┌────────

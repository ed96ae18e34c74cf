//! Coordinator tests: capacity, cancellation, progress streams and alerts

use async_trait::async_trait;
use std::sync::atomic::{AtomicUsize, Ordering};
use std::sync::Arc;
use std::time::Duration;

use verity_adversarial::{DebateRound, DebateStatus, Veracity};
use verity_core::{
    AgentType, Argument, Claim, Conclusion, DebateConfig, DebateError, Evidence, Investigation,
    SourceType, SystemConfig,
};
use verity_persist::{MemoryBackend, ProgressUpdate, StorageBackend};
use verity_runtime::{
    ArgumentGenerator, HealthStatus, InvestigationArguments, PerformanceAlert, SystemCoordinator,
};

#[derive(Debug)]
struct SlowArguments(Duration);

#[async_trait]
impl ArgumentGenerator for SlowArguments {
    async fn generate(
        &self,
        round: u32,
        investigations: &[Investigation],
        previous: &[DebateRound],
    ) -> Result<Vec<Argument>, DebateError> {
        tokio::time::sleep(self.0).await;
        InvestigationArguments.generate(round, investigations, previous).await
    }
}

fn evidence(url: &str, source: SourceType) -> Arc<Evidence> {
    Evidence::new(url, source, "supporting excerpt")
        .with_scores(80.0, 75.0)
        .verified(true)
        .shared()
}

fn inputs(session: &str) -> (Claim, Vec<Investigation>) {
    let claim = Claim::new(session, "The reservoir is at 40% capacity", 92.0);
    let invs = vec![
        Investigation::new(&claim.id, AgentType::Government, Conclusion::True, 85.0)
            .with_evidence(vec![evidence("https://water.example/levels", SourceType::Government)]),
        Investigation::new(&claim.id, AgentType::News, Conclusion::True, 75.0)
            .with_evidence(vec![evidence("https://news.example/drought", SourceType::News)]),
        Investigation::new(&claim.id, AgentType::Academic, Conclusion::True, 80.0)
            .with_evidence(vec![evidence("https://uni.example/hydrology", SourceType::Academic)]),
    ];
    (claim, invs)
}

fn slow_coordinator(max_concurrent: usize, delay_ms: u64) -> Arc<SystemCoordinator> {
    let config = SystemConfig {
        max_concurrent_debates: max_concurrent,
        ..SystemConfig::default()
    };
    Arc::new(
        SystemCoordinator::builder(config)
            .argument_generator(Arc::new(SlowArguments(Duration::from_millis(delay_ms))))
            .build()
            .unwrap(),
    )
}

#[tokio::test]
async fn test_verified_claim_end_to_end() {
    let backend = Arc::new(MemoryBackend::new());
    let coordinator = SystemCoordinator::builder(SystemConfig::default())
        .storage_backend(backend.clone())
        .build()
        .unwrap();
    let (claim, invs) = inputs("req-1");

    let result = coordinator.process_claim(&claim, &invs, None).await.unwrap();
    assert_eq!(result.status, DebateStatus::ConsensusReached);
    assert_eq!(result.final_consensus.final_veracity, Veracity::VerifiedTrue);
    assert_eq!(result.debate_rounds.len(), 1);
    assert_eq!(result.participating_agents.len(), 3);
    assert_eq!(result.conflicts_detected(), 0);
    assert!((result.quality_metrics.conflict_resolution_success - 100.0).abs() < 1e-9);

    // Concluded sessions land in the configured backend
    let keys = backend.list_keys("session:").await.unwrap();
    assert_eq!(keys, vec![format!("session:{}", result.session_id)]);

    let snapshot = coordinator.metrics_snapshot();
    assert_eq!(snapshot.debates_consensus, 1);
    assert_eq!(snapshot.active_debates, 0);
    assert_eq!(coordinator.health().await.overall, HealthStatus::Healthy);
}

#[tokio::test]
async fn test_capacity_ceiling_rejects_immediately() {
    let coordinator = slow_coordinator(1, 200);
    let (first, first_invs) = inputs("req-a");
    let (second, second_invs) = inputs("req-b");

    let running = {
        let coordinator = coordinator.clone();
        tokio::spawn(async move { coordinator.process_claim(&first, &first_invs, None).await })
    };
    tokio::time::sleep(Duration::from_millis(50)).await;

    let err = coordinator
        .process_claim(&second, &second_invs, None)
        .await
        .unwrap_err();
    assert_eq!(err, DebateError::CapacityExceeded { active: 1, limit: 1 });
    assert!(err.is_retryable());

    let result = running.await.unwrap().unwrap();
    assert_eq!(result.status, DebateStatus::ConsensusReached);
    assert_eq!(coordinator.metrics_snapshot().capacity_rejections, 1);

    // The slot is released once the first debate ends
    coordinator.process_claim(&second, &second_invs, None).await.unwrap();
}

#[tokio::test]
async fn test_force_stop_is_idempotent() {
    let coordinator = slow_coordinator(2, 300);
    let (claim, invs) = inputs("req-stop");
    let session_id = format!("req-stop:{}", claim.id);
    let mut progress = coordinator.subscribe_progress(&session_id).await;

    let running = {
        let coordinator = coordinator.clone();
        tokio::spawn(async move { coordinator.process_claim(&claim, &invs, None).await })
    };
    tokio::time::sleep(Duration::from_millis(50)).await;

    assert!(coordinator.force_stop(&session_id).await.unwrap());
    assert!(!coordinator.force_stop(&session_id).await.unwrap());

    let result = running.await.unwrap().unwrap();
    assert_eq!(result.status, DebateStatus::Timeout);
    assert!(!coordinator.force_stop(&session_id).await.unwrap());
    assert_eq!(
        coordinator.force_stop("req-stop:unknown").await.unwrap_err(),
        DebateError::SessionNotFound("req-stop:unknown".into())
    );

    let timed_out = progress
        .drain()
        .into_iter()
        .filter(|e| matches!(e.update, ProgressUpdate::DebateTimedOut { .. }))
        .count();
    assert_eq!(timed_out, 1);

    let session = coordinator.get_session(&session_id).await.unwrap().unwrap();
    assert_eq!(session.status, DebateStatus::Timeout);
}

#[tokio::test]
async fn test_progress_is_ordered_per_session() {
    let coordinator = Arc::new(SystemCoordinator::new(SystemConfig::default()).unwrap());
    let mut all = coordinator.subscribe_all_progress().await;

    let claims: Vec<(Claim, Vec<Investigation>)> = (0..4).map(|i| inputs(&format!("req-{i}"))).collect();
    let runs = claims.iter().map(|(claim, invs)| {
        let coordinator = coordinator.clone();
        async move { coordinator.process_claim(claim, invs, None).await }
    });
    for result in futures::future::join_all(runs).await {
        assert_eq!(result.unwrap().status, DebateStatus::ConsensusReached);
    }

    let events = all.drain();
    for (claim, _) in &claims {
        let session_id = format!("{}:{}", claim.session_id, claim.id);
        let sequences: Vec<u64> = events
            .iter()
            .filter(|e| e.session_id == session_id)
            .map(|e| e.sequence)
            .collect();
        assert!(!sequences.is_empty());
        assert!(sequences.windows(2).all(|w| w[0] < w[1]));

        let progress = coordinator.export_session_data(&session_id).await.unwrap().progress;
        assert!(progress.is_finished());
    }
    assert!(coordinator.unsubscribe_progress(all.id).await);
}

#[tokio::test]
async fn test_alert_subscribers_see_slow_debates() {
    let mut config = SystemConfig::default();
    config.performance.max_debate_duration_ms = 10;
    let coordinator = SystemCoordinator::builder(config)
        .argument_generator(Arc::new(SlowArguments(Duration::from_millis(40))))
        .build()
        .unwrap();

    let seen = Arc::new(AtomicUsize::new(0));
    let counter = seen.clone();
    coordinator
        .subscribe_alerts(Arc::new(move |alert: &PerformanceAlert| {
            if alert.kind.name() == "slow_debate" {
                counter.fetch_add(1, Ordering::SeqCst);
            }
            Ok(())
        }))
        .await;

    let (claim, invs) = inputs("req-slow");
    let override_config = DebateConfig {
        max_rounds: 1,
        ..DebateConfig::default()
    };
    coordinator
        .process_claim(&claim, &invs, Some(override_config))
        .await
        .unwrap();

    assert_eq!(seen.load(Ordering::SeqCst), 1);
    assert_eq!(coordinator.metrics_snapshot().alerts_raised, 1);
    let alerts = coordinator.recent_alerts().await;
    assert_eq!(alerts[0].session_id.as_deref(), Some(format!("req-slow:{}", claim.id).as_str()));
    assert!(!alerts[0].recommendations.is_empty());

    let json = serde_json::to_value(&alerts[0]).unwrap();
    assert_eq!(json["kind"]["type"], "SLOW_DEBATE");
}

└────────

§ EXERCISE DETAILS
Extract exactly and only the lines above from the line containing "use std::time::Duration;" through the line containing "#[async_trait]", both end lines included.

§ OUTPUT BELOW
use std::time::Duration;

use verity_adversarial::{DebateRound, DebateStatus, Veracity};
use verity_core::{
    AgentType, Argument, Claim, Conclusion, DebateConfig, DebateError, Evidence, Investigation,
    SourceType, SystemConfig,
};
use verity_persist::{MemoryBackend, ProgressUpdate, StorageBackend};
use verity_runtime::{
    ArgumentGenerator, HealthStatus, InvestigationArguments, PerformanceAlert, SystemCoordinator,
};

#[derive(Debug)]
struct SlowArguments(Duration);

#[async_trait]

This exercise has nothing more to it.